RECORDS FOR THIS EXERCISE -
************

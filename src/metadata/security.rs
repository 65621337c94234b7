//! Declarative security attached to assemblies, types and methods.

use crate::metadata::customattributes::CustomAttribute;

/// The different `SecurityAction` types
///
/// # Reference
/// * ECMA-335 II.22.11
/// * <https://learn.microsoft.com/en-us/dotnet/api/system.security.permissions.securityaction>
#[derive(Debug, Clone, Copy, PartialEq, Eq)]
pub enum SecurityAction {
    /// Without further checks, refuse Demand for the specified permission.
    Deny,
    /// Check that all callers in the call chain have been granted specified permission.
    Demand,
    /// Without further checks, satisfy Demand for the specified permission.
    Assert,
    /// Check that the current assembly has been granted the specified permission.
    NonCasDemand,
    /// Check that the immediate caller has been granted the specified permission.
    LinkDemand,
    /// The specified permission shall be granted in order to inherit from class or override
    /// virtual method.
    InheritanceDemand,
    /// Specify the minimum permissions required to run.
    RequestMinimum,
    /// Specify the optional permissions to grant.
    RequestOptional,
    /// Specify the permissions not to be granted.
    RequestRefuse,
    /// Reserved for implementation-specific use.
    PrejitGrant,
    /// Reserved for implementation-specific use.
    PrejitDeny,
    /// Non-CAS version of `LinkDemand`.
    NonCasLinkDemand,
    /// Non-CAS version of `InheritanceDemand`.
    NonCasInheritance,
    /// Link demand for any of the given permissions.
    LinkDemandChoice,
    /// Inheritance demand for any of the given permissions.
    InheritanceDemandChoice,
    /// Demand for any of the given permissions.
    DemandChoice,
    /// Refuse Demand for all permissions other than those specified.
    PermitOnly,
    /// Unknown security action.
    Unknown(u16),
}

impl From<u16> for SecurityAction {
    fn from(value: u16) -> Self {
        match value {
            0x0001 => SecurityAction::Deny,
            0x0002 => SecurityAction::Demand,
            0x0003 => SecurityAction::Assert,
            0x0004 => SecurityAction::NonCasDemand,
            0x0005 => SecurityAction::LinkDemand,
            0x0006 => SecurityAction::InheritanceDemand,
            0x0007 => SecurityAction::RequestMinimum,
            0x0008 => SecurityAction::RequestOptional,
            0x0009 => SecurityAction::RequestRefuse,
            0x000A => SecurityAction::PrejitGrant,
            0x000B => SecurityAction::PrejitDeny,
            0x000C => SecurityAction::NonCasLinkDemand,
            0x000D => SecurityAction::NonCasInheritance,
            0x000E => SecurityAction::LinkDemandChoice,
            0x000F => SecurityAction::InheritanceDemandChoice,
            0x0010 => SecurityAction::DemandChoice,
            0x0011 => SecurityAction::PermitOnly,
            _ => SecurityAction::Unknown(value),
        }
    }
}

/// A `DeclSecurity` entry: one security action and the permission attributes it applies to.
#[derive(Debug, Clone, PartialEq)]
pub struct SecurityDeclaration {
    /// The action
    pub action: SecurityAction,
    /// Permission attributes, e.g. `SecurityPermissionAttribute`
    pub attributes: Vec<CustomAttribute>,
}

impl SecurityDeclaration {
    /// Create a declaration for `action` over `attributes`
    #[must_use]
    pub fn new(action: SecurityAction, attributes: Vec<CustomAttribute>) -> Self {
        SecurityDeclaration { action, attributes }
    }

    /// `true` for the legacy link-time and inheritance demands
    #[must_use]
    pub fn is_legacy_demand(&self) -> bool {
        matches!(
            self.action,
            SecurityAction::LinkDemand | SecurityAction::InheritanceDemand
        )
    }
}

************

YOUR GOAL - Output the full listing. Match it exactly.

REPLY -
filename src/metadata/security.rs
repository 65621337c94234b7
//! Declarative security attached to assemblies, types and methods.

use crate::metadata::customattributes::CustomAttribute;

/// The different `SecurityAction` types
///
/// # Reference
/// * ECMA-335 II.22.11
/// * <https://learn.microsoft.com/en-us/dotnet/api/system.security.permissions.securityaction>
#[derive(Debug, Clone, Copy, PartialEq, Eq)]
pub enum SecurityAction {
    /// Without further checks, refuse Demand for the specified permission.
    Deny,
    /// Check that all callers in the call chain have been granted specified permission.
    Demand,
    /// Without further checks, satisfy Demand for the specified permission.
    Assert,
    /// Check that the current assembly has been granted the specified permission.
    NonCasDemand,
    /// Check that the immediate caller has been granted the specified permission.
    LinkDemand,
    /// The specified permission shall be granted in order to inherit from class or override
    /// virtual method.
    InheritanceDemand,
    /// Specify the minimum permissions required to run.
    RequestMinimum,
    /// Specify the optional permissions to grant.
    RequestOptional,
    /// Specify the permissions not to be granted.
    RequestRefuse,
    /// Reserved for implementation-specific use.
    PrejitGrant,
    /// Reserved for implementation-specific use.
    PrejitDeny,
    /// Non-CAS version of `LinkDemand`.
    NonCasLinkDemand,
    /// Non-CAS version of `InheritanceDemand`.
    NonCasInheritance,
    /// Link demand for any of the given permissions.
    LinkDemandChoice,
    /// Inheritance demand for any of the given permissions.
    InheritanceDemandChoice,
    /// Demand for any of the given permissions.
    DemandChoice,
    /// Refuse Demand for all permissions other than those specified.
    PermitOnly,
    /// Unknown security action.
    Unknown(u16),
}

impl From<u16> for SecurityAction {
    fn from(value: u16) -> Self {
        match value {
            0x0001 => SecurityAction::Deny,
            0x0002 => SecurityAction::Demand,
            0x0003 => SecurityAction::Assert,
            0x0004 => SecurityAction::NonCasDemand,
            0x0005 => SecurityAction::LinkDemand,
            0x0006 => SecurityAction::InheritanceDemand,
            0x0007 => SecurityAction::RequestMinimum,
            0x0008 => SecurityAction::RequestOptional,
            0x0009 => SecurityAction::RequestRefuse,
            0x000A => SecurityAction::PrejitGrant,
            0x000B => SecurityAction::PrejitDeny,
            0x000C => SecurityAction::NonCasLinkDemand,
            0x000D => SecurityAction::NonCasInheritance,
            0x000E => SecurityAction::LinkDemandChoice,
            0x000F => SecurityAction::InheritanceDemandChoice,
            0x0010 => SecurityAction::DemandChoice,
            0x0011 => SecurityAction::PermitOnly,
            _ => SecurityAction::Unknown(value),
        }
    }
}

/// A `DeclSecurity` entry: one security action and the permission attributes it applies to.
#[derive(Debug, Clone, PartialEq)]
pub struct SecurityDeclaration {
    /// The action
    pub action: SecurityAction,
    /// Permission attributes, e.g. `SecurityPermissionAttribute`
    pub attributes: Vec<CustomAttribute>,
}

impl SecurityDeclaration {
    /// Create a declaration for `action` over `attributes`
    #[must_use]
    pub fn new(action: SecurityAction, attributes: Vec<CustomAttribute>) -> Self {
        SecurityDeclaration { action, attributes }
    }

    /// `true` for the legacy link-time and inheritance demands
    #[must_use]
    pub fn is_legacy_demand(&self) -> bool {
        matches!(
            self.action,
            SecurityAction::LinkDemand | SecurityAction::InheritanceDemand
        )
    }
}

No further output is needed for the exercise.